The mines were planted "randomly, in a way that makes it impossible for the team to prepare a conceptual map to work from, with the aim of impeding the work of specialised teams", he told Diyaruna.

"Another obstacle is the fact that homes and surrounding areas are heavily booby-trapped," he said. "The sweep operations cannot be completed before they are removed, and it is impossible for the civilians to return with this massive quantity of them still in place."
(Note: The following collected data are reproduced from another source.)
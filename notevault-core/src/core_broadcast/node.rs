//! Node identifiers and the handle capability
//!
//! A node is anything that can consume one message and produce one reply.
//! The broadcaster talks to it over a pair of in-process duplex pipes.

use super::errors::NodeError;
use async_trait::async_trait;
use serde::{Deserialize, Serialize};
use std::fmt;
use tokio::io::{AsyncReadExt, AsyncWriteExt, DuplexStream};

/// Identifier of a registered node
#[derive(Debug, Clone, PartialEq, Eq, Hash, PartialOrd, Ord, Serialize, Deserialize)]
pub struct NodeId(String);

impl NodeId {
    pub fn new(id: impl Into<String>) -> Self {
        NodeId(id.into())
    }

    pub fn as_str(&self) -> &str {
        &self.0
    }
}

impl fmt::Display for NodeId {
    fn fmt(&self, f: &mut fmt::Formatter<'_>) -> fmt::Result {
        f.write_str(&self.0)
    }
}

impl From<&str> for NodeId {
    fn from(id: &str) -> Self {
        NodeId(id.to_string())
    }
}

impl From<String> for NodeId {
    fn from(id: String) -> Self {
        NodeId(id)
    }
}

/// Capability to accept a message and produce a reply
///
/// Implementations read `inbound` until EOF, write their reply into
/// `outbound`, and return. The reply ends when `outbound` is dropped.
/// Implementations must drain `inbound`; closing it early fails the
/// delivery with a write error.
#[async_trait]
pub trait NodeHandle: Send + Sync {
    async fn handle(&self, inbound: DuplexStream, outbound: DuplexStream) -> Result<(), NodeError>;
}

/// Node that replies with the message it received
#[derive(Debug, Default, Clone, Copy)]
pub struct EchoNode;

#[async_trait]
impl NodeHandle for EchoNode {
    async fn handle(
        &self,
        mut inbound: DuplexStream,
        mut outbound: DuplexStream,
    ) -> Result<(), NodeError> {
        let mut message = Vec::new();
        inbound.read_to_end(&mut message).await?;
        outbound.write_all(&message).await?;
        outbound.shutdown().await?;
        Ok(())
    }
}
Dozens of ISIS car bombs were seized during the operations and are being dismantled as well, Ceylan said.

"Some of them contained tonnes of high explosives so as to cause maximum damage to lives and property," he said, adding that some private homes were fully rigged with explosives as well.

Civilians flee the city

Al-Tabqa shopkeeper Hamad al-Nafeh told Diyaruna that he and dozens of other residents were able to flee the city before the liberating forces regained control.

This was thanks to a small group of SDF fighters "who risked their lives and slipped into the city to communicate with a number of trusted residents", he said.

The escape operation was arranged out of sight of ISIS fighters and their spies, who are scattered throughout the city, he said.

"The escape operation was carefully planned and executed along a specific route that was cleared of mines and secured by the liberating forces," al-Nafeh said.

The civilians were transported in SDF vehicles to a safe assembly point and were provided with food, water and blankets, he said, adding that medical care was provided to those in need.

After this, their documents were checked to verify their identities, he said, and they were transferred to a camp near Ain Issa. They are expected to be allowed to return after the fighting stops and the city is cleared of mines.